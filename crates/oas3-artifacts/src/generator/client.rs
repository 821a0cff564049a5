//! Emits a TypeScript HTTP client class with one method per operation.
//!
//! Every generated method funnels through a single private `request` helper
//! that appends query parameters, serializes a JSON body for non-GET verbs,
//! throws on non-success statuses and parses the response as JSON only when
//! the content-type header says so.

use itertools::Itertools;

use super::schema_mapper::ts_param_type;
use crate::{
  naming,
  spec::{Document, Operation, Parameter, ParameterLocation},
};

const REQUEST_HELPER: &str = r"  private async request<T>(
    method: string,
    path: string,
    data?: any,
    params?: Record<string, any>
  ): Promise<T> {
    const url = new URL(path, this.baseUrl);

    if (params) {
      Object.entries(params).forEach(([key, value]) => {
        if (value !== undefined) {
          url.searchParams.append(key, String(value));
        }
      });
    }

    const config: RequestInit = {
      method: method.toUpperCase(),
      headers: {
        'Content-Type': 'application/json',
      },
    };

    if (data && method !== 'GET') {
      config.body = JSON.stringify(data);
    }

    const response = await fetch(url.toString(), config);

    if (!response.ok) {
      throw new Error(`HTTP error! status: ${response.status}`);
    }

    const contentType = response.headers.get('content-type');
    if (contentType && contentType.includes('application/json')) {
      return response.json();
    }

    return response.text() as any;
  }

";

pub struct ClientEmitter<'a> {
  document: &'a Document,
}

impl<'a> ClientEmitter<'a> {
  #[must_use]
  pub fn new(document: &'a Document) -> Self {
    Self { document }
  }

  #[must_use]
  pub fn emit(&self) -> String {
    let class_name = naming::client_class_name(&self.document.info.title);
    let mut output = String::from("// Generated API Client from OpenAPI schema\n\n");

    let base_url = self.document.base_url().unwrap_or_default();
    output.push_str(&format!("export class {class_name} {{\n"));
    output.push_str("  private baseUrl: string;\n\n");
    output.push_str("  constructor(baseUrl?: string) {\n");
    output.push_str(&format!("    this.baseUrl = baseUrl || '{base_url}';\n"));
    output.push_str("  }\n\n");

    output.push_str(REQUEST_HELPER);

    for (path, method, operation) in self.document.operations() {
      output.push_str(&Self::operation_method(method.as_str(), path, operation));
    }

    output.push_str("}\n");
    output
  }

  /// Derived method name: `operationId` verbatim when present, else a pure
  /// function of verb and path.
  fn method_name(method: &str, path: &str, operation: &Operation) -> String {
    operation
      .operation_id
      .clone()
      .unwrap_or_else(|| naming::client_method_name(method, path))
  }

  fn operation_method(method: &str, path: &str, operation: &Operation) -> String {
    let method_name = Self::method_name(method, path, operation);
    let path_params: Vec<&Parameter> = operation.parameters_in(ParameterLocation::Path).collect();
    let query_params: Vec<&Parameter> = operation.parameters_in(ParameterLocation::Query).collect();
    // Any declared request body yields a data parameter; a body without a
    // JSON schema is still passed through, typed `any`.
    let body_type = operation
      .request_body
      .as_ref()
      .map(|_| operation.json_request_schema().map_or_else(|| "any".to_string(), ts_param_type));

    let mut params = Vec::new();
    for parameter in &path_params {
      params.push(format!("{}: {}", parameter.name, ts_param_type(&parameter.schema)));
    }
    if let Some(body_type) = &body_type {
      params.push(format!("data: {body_type}"));
    }
    if !query_params.is_empty() {
      let fields = query_params
        .iter()
        .map(|parameter| {
          let optional = if parameter.is_required() { "" } else { "?" };
          format!("{}{optional}: {}", parameter.name, ts_param_type(&parameter.schema))
        })
        .join("; ");
      params.push(format!("params?: {{{fields}}}"));
    }

    let return_type = Self::return_type(operation);

    let mut output = format!(" // {}\n\n", operation.doc().unwrap_or_default());
    output.push_str(&format!(
      "  async {method_name}({}): Promise<{return_type}> {{\n",
      params.join(", ")
    ));

    // `{name}` placeholders become `${name}` template substitutions.
    let mut processed_path = path.to_string();
    for parameter in &path_params {
      processed_path = processed_path.replace(&format!("{{{}}}", parameter.name), &format!("${{{}}}", parameter.name));
    }

    output.push_str(&format!("    return this.request<{return_type}>(\n"));
    output.push_str(&format!("      '{}',\n", method.to_uppercase()));
    output.push_str(&format!("      `{processed_path}`,\n"));
    output.push_str(if body_type.is_some() { "      data,\n" } else { "      undefined,\n" });
    output.push_str(if query_params.is_empty() { "      undefined\n" } else { "      params\n" });
    output.push_str("    );\n");
    output.push_str("  }\n\n");

    output
  }

  /// First present 200/201 JSON response schema, `any` otherwise.
  fn return_type(operation: &Operation) -> String {
    operation
      .success_response_schema(&["200", "201"])
      .map_or_else(|| "any".to_string(), ts_param_type)
  }
}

====

EXERCISE DIRECTIONS:
Exactly as they stand, write out all of the entries.

PROBLEM SOLUTION:
filename crates/oas3-artifacts/src/generator/client.rs
repository 821a0cff564049a5
//! Emits a TypeScript HTTP client class with one method per operation.
//!
//! Every generated method funnels through a single private `request` helper
//! that appends query parameters, serializes a JSON body for non-GET verbs,
//! throws on non-success statuses and parses the response as JSON only when
//! the content-type header says so.

use itertools::Itertools;

use super::schema_mapper::ts_param_type;
use crate::{
  naming,
  spec::{Document, Operation, Parameter, ParameterLocation},
};

const REQUEST_HELPER: &str = r"  private async request<T>(
    method: string,
    path: string,
    data?: any,
    params?: Record<string, any>
  ): Promise<T> {
    const url = new URL(path, this.baseUrl);

    if (params) {
      Object.entries(params).forEach(([key, value]) => {
        if (value !== undefined) {
          url.searchParams.append(key, String(value));
        }
      });
    }

    const config: RequestInit = {
      method: method.toUpperCase(),
      headers: {
        'Content-Type': 'application/json',
      },
    };

    if (data && method !== 'GET') {
      config.body = JSON.stringify(data);
    }

    const response = await fetch(url.toString(), config);

    if (!response.ok) {
      throw new Error(`HTTP error! status: ${response.status}`);
    }

    const contentType = response.headers.get('content-type');
    if (contentType && contentType.includes('application/json')) {
      return response.json();
    }

    return response.text() as any;
  }

";

pub struct ClientEmitter<'a> {
  document: &'a Document,
}

impl<'a> ClientEmitter<'a> {
  #[must_use]
  pub fn new(document: &'a Document) -> Self {
    Self { document }
  }

  #[must_use]
  pub fn emit(&self) -> String {
    let class_name = naming::client_class_name(&self.document.info.title);
    let mut output = String::from("// Generated API Client from OpenAPI schema\n\n");

    let base_url = self.document.base_url().unwrap_or_default();
    output.push_str(&format!("export class {class_name} {{\n"));
    output.push_str("  private baseUrl: string;\n\n");
    output.push_str("  constructor(baseUrl?: string) {\n");
    output.push_str(&format!("    this.baseUrl = baseUrl || '{base_url}';\n"));
    output.push_str("  }\n\n");

    output.push_str(REQUEST_HELPER);

    for (path, method, operation) in self.document.operations() {
      output.push_str(&Self::operation_method(method.as_str(), path, operation));
    }

    output.push_str("}\n");
    output
  }

  /// Derived method name: `operationId` verbatim when present, else a pure
  /// function of verb and path.
  fn method_name(method: &str, path: &str, operation: &Operation) -> String {
    operation
      .operation_id
      .clone()
      .unwrap_or_else(|| naming::client_method_name(method, path))
  }

  fn operation_method(method: &str, path: &str, operation: &Operation) -> String {
    let method_name = Self::method_name(method, path, operation);
    let path_params: Vec<&Parameter> = operation.parameters_in(ParameterLocation::Path).collect();
    let query_params: Vec<&Parameter> = operation.parameters_in(ParameterLocation::Query).collect();
    // Any declared request body yields a data parameter; a body without a
    // JSON schema is still passed through, typed `any`.
    let body_type = operation
      .request_body
      .as_ref()
      .map(|_| operation.json_request_schema().map_or_else(|| "any".to_string(), ts_param_type));

    let mut params = Vec::new();
    for parameter in &path_params {
      params.push(format!("{}: {}", parameter.name, ts_param_type(&parameter.schema)));
    }
    if let Some(body_type) = &body_type {
      params.push(format!("data: {body_type}"));
    }
    if !query_params.is_empty() {
      let fields = query_params
        .iter()
        .map(|parameter| {
          let optional = if parameter.is_required() { "" } else { "?" };
          format!("{}{optional}: {}", parameter.name, ts_param_type(&parameter.schema))
        })
        .join("; ");
      params.push(format!("params?: {{{fields}}}"));
    }

    let return_type = Self::return_type(operation);

    let mut output = format!(" // {}\n\n", operation.doc().unwrap_or_default());
    output.push_str(&format!(
      "  async {method_name}({}): Promise<{return_type}> {{\n",
      params.join(", ")
    ));

    // `{name}` placeholders become `${name}` template substitutions.
    let mut processed_path = path.to_string();
    for parameter in &path_params {
      processed_path = processed_path.replace(&format!("{{{}}}", parameter.name), &format!("${{{}}}", parameter.name));
    }

    output.push_str(&format!("    return this.request<{return_type}>(\n"));
    output.push_str(&format!("      '{}',\n", method.to_uppercase()));
    output.push_str(&format!("      `{processed_path}`,\n"));
    output.push_str(if body_type.is_some() { "      data,\n" } else { "      undefined,\n" });
    output.push_str(if query_params.is_empty() { "      undefined\n" } else { "      params\n" });
    output.push_str("    );\n");
    output.push_str("  }\n\n");

    output
  }

  /// First present 200/201 JSON response schema, `any` otherwise.
  fn return_type(operation: &Operation) -> String {
    operation
      .success_response_schema(&["200", "201"])
      .map_or_else(|| "any".to_string(), ts_param_type)
  }
}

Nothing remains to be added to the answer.